** Opening Input for this task block **
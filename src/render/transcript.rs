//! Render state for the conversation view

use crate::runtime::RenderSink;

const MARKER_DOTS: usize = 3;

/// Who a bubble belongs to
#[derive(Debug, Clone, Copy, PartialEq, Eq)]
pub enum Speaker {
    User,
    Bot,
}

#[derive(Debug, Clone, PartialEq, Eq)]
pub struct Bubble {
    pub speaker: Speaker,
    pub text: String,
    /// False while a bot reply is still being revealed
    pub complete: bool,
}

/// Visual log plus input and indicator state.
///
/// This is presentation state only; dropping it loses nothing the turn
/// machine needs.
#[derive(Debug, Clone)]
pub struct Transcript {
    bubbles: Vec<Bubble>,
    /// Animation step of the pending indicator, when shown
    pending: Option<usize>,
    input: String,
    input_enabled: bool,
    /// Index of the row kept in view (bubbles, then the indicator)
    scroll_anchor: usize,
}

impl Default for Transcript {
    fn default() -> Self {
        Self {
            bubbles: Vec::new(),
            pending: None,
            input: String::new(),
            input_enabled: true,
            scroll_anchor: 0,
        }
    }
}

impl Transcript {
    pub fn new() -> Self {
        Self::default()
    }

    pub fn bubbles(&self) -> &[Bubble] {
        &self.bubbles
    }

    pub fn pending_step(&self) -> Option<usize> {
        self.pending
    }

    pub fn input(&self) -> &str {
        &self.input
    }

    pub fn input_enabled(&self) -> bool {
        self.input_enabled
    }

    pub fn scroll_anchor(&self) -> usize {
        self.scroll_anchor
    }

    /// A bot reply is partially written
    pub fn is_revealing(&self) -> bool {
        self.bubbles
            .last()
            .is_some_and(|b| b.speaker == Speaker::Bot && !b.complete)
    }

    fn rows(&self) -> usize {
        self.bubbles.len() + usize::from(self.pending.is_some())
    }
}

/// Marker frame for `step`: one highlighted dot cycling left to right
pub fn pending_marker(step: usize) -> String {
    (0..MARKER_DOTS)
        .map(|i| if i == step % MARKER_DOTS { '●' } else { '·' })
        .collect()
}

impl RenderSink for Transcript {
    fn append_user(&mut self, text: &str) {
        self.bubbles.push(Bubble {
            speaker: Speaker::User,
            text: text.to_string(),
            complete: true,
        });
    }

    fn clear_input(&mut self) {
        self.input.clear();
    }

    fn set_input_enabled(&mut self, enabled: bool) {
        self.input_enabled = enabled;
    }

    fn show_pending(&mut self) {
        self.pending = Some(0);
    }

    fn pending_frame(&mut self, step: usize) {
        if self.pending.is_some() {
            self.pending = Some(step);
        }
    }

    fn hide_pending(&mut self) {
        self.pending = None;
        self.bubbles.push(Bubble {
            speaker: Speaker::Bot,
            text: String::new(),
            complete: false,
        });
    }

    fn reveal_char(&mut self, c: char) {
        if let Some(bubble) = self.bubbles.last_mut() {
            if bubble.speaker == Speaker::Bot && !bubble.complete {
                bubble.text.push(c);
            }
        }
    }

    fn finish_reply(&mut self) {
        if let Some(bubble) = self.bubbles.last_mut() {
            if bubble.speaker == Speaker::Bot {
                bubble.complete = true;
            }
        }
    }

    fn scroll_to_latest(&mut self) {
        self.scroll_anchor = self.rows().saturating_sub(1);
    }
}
** Closing Input for this task block **
## Problem description
Each line in the listing above that includes "text" is to be copied.

## Output
    pub text: String,
    fn append_user(&mut self, text: &str) {
            text: text.to_string(),
            text: String::new(),
                bubble.text.push(c);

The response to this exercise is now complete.